Legenda yang Terus Hidup: Wiralodra, Darma Ayu, dan Ingatan Kolektif Indramayu
Legenda yang Terus Hidup: Wiralodra, Darma Ayu, dan Ingatan Kolektif
Indramayu
Legenda tentang Wiralodra dan Endang Darma Ayu bukanlah
sekadar cerita masa lalu yang tersimpan di lembaran naskah kuno. Ia adalah
kisah yang terus hidup, bernafas, dan menyatu dalam kehidupan sehari-hari
masyarakat Indramayu. Dari nama jalan hingga nama sekolah, dari tahlilan hingga
pelajaran di kelas, warisan mereka terus mengakar dalam budaya dan identitas
masyarakat pesisir utara Jawa ini.
Jejak Wiralodra dapat ditemukan di mana-mana. Nama-nama seperti “Jalan
Wiralodra” atau “SMAN 1 Wiralodra” menjadi bukti nyata bahwa tokoh ini tidak
hanya dikenang, tetapi juga dimuliakan sebagai figur yang meletakkan fondasi
bagi keberadaan Kabupaten Indramayu. Begitu pula dengan nama Darma Ayu, yang
melekat dalam benak masyarakat sebagai simbol kebijaksanaan dan spiritualitas yang
mendalam. Warisan nilai-nilai keduanya dihidupkan kembali bukan hanya melalui
cerita rakyat, tetapi juga dalam praktik sosial dan budaya yang terus
berlangsung hingga kini.
Peringatan Hari Jadi Kabupaten Indramayu yang jatuh setiap tanggal 7
Oktober merupakan salah satu bentuk penghormatan tertinggi terhadap
peristiwa bersejarah penamaan Darmayu oleh Wiralodra pada tahun 1610. Bagi
masyarakat Indramayu, tanggal ini bukan sekadar momen administratif atau
seremoni tahunan, tetapi juga menjadi waktu reflektif untuk mengingat kembali
akar sejarah yang membentuk identitas daerah mereka. Acara-acara tradisional
seperti kirab budaya, ziarah ke makam leluhur, dan pertunjukan kesenian lokal
mewarnai perayaan ini dari tahun ke tahun.
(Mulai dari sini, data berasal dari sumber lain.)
//! IIFactor command-line application: a thin shell over `iifactor-store`
//! and `iifactor-otp`.
//!
//! Parses arguments, opens the data directory, runs one command and prints
//! its output. All logic lives in the two library crates.

#![cfg_attr(test, allow(clippy::unwrap_used, clippy::arithmetic_side_effects))]

pub mod cli;
pub mod commands;
pub mod error;
pub mod state;

use std::io::Write;
use std::process::ExitCode;

use clap::Parser;
use tracing_subscriber::EnvFilter;

use cli::Cli;
use state::AppState;

/// Environment variable holding the log filter (e.g. `debug`,
/// `iifactor_store=trace`).
pub const LOG_ENV: &str = "IIFACTOR_LOG";

/// Run the application with the process arguments.
#[must_use]
pub fn run() -> ExitCode {
    let cli = Cli::parse();
    init_tracing();

    let data_dir = cli.data_dir.clone().unwrap_or_else(state::default_data_dir);
    tracing::debug!(path = %data_dir.display(), "using data directory");

    let result = AppState::open(data_dir)
        .and_then(|mut state| commands::dispatch(&mut state, cli.command));

    match result {
        Ok(output) => {
            let mut stdout = std::io::stdout().lock();
            if let Err(e) = stdout.write_all(output.as_bytes()).and_then(|()| stdout.flush()) {
                tracing::warn!("failed to write output: {e}");
                return ExitCode::FAILURE;
            }
            ExitCode::SUCCESS
        }
        Err(e) => {
            eprintln!("Error: {e}");
            ExitCode::FAILURE
        }
    }
}

/// Install a stderr `fmt` subscriber filtered by [`LOG_ENV`], default `warn`.
fn init_tracing() {
    let filter = EnvFilter::try_from_env(LOG_ENV).unwrap_or_else(|_| EnvFilter::new("warn"));
    let _ = tracing_subscriber::fmt()
        .with_env_filter(filter)
        .with_writer(std::io::stderr)
        .with_target(false)
        .try_init();
}
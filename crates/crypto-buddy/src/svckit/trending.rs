//! Trending Responder
//!
//! Lists every coin whose price is rising.

use std::sync::Arc;

use buddy_core::{Reply, Responder, Result as CoreResult};

use crate::intent::Intent;
use crate::model::CoinCatalog;
use crate::rules::trending_coins;

pub struct TrendingResponder {
    catalog: Arc<CoinCatalog>,
}

impl TrendingResponder {
    pub fn new(catalog: Arc<CoinCatalog>) -> Self {
        Self { catalog }
    }
}

impl Responder for TrendingResponder {
    fn name(&self) -> &str {
        Intent::Trending.name()
    }

    fn respond(&self, _query: &str) -> CoreResult<Reply> {
        let trending = trending_coins(&self.catalog);
        if trending.is_empty() {
            return Ok(Reply::say("No coins are trending up in our dataset."));
        }
        Ok(Reply::say(format!(
            "These are trending right now: {}",
            trending.join(", ")
        )))
    }
}
//! CryptoBuddy terminal session
//!
//! Reads questions from stdin and answers on stdout until the user types
//! `exit` or input ends. Logs go to stderr, filtered by `RUST_LOG`.

use std::io;
use std::sync::Arc;

use tracing_subscriber::{layer::SubscriberExt, util::SubscriberInitExt};

use buddy_core::Session;
use crypto_buddy::{build_router, session_config, CoinCatalog, SPEAKER};

fn main() -> anyhow::Result<()> {
    // Initialize tracing
    tracing_subscriber::registry()
        .with(tracing_subscriber::EnvFilter::new(
            std::env::var("RUST_LOG").unwrap_or_else(|_| "warn".into()),
        ))
        .with(tracing_subscriber::fmt::layer().with_writer(io::stderr))
        .init();

    let catalog = Arc::new(CoinCatalog::default_catalog());
    tracing::debug!(coins = ?catalog.ids(), "catalog loaded");

    let router = build_router(catalog);
    let mut session = Session::new(session_config());

    match session.run(&router, io::stdin().lock(), io::stdout().lock()) {
        Ok(summary) => {
            tracing::info!(turns = summary.turns, "goodbye");
            Ok(())
        }
        Err(e) => {
            tracing::error!(session = %session.id, error = %e, "session aborted");
            eprintln!("{}: {}", SPEAKER, e.user_message());
            Err(e.into())
        }
    }
}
Di banyak desa, tradisi haul atau tahlilan untuk mengenang
para leluhur seperti Wiralodra, Ki Jebug Angrum, Nyi Mas Ratu Junti, dan
tokoh-tokoh lainnya masih rutin diselenggarakan. Masyarakat menyadari bahwa
tanah yang mereka pijak hari ini tidak hadir begitu saja. Ia adalah hasil perjuangan,
pengorbanan, dan keberanian para pendahulu yang tidak boleh dilupakan. Haul
bukan sekadar ritual spiritual, tetapi juga sarana memperkuat ikatan sejarah
dan menghargai asal-usul.
Kesadaran akan pentingnya sejarah lokal ini juga mulai masuk ke dunia
pendidikan. Sejumlah sekolah di Indramayu kini telah memasukkan kisah Wiralodra
dan Darma Ayu dalam kurikulum muatan lokal atau muatan budaya
daerah. Dengan pendekatan ini, anak-anak sejak dini dikenalkan pada akar
budaya mereka, tidak hanya melalui buku pelajaran, tetapi juga melalui cerita,
drama tradisional, dan kunjungan ke situs sejarah. Tujuannya jelas: agar
generasi muda tidak tercerabut dari identitas mereka sendiri.
Legenda Wiralodra dan Darma Ayu adalah benang merah yang menyatukan masa
lalu dan masa kini. Ia bukan kisah mati, melainkan nyawa yang terus berdenyut
dalam kehidupan masyarakat Indramayu. Selama ingatan kolektif masih dijaga,
selama kisah itu masih diceritakan kembali dari mulut ke mulut, maka mereka
akan selalu hidup—bukan hanya di buku sejarah, tetapi di hati warganya.